### Data

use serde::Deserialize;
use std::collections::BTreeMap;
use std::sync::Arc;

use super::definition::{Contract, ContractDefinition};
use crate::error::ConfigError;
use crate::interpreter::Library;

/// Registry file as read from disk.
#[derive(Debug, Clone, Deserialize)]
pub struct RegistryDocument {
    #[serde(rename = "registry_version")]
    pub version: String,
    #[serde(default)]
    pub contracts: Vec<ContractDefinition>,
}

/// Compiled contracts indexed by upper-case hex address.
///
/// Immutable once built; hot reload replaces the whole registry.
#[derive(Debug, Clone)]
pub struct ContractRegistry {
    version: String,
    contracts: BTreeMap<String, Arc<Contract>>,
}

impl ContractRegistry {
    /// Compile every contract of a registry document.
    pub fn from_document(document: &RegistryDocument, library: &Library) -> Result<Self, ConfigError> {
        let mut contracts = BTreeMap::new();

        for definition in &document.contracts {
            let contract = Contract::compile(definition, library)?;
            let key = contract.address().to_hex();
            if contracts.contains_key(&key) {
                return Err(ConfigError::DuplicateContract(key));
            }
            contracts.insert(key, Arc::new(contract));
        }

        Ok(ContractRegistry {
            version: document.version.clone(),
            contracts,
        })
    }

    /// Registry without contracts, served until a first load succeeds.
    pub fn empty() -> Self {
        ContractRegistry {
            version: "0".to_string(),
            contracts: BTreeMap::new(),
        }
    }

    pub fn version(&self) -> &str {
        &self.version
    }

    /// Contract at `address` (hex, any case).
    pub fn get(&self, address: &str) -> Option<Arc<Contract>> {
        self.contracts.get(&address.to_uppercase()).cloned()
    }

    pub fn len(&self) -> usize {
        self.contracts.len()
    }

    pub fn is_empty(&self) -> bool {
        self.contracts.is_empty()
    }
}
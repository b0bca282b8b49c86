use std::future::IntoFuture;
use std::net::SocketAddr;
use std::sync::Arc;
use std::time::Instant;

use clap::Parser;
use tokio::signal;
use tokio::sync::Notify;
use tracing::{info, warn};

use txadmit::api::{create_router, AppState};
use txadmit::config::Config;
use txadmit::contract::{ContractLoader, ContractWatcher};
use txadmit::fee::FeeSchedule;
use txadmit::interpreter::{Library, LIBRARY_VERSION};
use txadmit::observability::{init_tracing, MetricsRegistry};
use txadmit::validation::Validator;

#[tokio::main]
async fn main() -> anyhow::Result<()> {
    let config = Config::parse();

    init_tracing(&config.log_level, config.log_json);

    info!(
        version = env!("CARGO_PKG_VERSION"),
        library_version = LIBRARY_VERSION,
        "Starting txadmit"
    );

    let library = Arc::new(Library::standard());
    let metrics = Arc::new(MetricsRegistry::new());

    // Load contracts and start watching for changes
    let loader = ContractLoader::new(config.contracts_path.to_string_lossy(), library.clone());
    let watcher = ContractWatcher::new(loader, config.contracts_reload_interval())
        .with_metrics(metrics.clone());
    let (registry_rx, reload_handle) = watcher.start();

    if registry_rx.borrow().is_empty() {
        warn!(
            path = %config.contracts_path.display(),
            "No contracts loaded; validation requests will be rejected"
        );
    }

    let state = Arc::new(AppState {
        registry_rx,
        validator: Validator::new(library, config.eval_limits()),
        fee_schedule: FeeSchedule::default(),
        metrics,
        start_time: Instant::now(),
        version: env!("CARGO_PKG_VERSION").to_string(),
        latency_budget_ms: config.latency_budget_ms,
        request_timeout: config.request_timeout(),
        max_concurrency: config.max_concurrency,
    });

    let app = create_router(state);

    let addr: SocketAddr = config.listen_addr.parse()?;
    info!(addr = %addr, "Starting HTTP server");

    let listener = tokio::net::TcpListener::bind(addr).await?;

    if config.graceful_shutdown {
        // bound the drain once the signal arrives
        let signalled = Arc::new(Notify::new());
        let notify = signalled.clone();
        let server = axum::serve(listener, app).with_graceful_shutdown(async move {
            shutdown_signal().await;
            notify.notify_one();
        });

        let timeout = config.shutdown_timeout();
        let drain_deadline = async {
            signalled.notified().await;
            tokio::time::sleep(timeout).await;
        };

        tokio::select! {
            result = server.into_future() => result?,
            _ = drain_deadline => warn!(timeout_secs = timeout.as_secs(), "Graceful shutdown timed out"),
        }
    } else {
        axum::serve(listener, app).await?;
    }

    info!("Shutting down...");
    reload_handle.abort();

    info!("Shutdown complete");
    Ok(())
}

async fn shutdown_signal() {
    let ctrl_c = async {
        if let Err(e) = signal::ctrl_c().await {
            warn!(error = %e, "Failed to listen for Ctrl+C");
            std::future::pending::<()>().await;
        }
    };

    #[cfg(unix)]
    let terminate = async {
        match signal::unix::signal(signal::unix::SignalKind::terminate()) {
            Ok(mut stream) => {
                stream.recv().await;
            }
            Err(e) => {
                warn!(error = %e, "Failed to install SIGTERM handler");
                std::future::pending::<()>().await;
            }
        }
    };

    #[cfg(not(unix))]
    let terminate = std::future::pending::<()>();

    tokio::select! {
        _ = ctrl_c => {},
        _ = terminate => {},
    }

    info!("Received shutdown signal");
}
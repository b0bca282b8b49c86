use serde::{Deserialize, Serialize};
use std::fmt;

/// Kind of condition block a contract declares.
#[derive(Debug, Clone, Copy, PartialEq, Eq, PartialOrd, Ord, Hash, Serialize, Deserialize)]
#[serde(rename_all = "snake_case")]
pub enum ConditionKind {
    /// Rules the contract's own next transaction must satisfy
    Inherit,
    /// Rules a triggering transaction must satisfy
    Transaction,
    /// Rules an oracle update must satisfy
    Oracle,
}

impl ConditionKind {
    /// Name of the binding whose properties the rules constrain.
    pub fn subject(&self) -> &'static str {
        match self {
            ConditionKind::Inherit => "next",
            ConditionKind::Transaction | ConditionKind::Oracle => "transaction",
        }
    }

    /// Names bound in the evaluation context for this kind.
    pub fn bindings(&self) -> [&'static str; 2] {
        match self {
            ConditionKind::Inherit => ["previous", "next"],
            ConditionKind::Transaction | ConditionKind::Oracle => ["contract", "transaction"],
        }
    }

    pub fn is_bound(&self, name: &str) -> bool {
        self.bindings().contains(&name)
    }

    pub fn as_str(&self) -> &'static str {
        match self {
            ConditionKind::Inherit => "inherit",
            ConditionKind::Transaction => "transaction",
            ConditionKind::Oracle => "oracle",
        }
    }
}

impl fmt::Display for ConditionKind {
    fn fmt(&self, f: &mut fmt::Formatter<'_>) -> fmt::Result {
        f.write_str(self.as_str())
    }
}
* * *
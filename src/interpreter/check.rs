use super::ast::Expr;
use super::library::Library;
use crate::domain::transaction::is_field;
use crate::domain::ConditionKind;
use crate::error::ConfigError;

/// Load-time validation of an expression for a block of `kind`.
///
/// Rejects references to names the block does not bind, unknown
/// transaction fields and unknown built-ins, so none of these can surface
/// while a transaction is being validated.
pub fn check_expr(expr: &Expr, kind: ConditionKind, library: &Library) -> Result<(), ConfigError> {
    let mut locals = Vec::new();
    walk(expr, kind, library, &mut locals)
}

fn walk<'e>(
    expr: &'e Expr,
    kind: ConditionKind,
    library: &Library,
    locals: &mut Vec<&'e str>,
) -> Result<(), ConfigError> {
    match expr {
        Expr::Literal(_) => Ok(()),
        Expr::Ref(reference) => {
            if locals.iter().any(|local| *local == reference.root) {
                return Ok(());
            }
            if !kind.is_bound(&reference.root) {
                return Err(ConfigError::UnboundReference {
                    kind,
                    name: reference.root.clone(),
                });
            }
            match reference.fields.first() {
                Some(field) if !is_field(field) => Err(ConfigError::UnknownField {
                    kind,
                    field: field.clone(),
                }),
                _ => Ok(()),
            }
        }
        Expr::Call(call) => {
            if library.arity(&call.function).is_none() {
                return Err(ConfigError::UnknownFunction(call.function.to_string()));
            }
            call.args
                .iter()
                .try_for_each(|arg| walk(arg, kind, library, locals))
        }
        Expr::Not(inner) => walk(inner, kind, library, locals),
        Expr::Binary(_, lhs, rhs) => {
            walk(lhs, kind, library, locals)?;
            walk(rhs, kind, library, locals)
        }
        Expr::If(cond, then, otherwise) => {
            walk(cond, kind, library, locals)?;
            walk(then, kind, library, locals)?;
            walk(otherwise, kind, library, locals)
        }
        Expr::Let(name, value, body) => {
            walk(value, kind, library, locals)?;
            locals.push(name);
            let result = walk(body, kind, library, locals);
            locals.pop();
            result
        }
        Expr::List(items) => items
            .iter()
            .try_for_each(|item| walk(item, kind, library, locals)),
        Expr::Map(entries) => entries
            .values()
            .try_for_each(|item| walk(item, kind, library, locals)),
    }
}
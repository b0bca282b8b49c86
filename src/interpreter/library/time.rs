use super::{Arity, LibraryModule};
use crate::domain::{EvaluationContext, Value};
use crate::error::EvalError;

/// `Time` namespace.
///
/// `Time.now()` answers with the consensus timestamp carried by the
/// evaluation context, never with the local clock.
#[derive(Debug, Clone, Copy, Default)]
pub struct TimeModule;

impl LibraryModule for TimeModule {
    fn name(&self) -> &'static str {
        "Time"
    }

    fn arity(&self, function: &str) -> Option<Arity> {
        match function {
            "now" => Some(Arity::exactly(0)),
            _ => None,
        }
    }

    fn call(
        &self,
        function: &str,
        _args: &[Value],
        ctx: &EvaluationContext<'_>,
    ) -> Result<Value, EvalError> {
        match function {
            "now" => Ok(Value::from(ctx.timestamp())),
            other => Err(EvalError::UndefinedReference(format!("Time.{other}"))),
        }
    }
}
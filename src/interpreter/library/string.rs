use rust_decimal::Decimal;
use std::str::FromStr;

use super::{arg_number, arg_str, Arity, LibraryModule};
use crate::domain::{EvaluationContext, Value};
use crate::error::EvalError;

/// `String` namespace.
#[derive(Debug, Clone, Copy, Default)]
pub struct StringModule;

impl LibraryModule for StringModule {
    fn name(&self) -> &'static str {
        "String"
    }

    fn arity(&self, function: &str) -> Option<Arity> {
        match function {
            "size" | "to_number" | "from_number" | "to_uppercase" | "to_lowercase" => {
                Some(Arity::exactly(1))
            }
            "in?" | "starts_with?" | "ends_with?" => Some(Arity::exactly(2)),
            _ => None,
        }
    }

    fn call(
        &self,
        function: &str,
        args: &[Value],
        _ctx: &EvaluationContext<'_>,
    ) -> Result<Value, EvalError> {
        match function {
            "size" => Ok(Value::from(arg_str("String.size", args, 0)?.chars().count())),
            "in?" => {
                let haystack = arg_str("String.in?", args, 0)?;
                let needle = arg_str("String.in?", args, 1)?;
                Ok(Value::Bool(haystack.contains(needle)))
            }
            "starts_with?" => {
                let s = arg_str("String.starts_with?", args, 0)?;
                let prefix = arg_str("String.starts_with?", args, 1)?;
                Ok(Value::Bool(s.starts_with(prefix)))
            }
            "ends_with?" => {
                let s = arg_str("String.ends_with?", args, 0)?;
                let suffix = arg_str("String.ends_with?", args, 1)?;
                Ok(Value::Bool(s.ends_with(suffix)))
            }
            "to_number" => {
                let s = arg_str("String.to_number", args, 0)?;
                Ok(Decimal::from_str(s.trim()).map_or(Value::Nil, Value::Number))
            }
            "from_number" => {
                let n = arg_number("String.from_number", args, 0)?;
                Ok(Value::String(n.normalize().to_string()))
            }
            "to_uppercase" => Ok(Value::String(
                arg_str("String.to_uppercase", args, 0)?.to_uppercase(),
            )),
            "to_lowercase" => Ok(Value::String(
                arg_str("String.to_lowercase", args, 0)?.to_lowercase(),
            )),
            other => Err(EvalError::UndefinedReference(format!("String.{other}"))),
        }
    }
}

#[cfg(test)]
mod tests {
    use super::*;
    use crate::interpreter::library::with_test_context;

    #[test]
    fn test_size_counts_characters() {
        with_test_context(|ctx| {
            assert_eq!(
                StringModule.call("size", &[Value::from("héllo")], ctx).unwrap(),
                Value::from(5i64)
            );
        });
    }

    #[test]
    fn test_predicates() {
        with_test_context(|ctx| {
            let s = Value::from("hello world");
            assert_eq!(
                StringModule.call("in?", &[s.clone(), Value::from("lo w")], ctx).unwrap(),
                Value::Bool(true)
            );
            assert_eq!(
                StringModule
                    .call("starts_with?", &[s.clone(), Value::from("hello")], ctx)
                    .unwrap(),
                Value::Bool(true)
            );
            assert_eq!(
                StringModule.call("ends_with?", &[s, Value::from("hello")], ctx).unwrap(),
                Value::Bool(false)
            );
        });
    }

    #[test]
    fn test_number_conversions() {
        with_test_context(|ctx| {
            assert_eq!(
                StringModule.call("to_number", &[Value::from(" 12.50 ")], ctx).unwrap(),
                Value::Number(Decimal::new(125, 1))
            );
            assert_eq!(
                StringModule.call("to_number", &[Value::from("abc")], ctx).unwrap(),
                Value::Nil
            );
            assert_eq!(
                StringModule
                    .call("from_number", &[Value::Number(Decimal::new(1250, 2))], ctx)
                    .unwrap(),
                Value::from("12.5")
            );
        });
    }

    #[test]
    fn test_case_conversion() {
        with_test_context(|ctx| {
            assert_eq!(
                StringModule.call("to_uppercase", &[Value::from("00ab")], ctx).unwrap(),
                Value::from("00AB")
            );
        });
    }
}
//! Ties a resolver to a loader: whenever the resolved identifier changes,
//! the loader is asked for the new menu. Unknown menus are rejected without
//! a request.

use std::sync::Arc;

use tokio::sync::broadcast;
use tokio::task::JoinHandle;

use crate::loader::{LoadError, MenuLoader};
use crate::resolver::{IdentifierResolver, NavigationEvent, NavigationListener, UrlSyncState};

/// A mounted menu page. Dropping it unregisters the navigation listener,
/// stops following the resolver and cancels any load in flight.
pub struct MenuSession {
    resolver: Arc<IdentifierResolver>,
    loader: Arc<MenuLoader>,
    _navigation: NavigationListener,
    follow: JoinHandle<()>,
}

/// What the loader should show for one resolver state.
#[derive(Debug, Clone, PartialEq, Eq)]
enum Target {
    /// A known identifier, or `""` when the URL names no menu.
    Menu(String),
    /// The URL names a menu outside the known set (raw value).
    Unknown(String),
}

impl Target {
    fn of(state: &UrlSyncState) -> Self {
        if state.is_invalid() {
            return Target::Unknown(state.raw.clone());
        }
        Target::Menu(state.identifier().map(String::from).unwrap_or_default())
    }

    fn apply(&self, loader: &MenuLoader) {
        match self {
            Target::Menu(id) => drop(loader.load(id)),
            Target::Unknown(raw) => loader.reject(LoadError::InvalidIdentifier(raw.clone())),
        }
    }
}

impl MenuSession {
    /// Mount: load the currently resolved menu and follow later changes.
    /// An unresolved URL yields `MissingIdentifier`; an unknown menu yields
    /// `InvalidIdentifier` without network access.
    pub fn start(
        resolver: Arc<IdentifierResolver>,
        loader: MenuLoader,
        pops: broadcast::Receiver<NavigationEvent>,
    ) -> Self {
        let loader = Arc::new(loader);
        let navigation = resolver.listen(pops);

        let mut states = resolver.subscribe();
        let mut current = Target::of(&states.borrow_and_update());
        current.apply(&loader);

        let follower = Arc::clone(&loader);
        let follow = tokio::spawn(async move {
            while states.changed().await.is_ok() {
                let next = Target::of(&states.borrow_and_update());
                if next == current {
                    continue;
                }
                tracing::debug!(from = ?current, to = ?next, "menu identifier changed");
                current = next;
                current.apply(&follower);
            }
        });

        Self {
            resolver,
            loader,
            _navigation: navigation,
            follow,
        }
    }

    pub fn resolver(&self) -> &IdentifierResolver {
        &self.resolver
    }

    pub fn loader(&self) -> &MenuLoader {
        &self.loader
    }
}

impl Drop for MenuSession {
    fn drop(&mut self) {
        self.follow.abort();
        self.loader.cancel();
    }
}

### Aim of the exercise
Where a line above holds the word "PartialEq", copy it.

### Completed exercise
#[derive(Debug, Clone, Copy, PartialEq, Eq, PartialOrd, Ord, Hash, Serialize, Deserialize)]
#[derive(Debug, Clone, PartialEq, Eq)]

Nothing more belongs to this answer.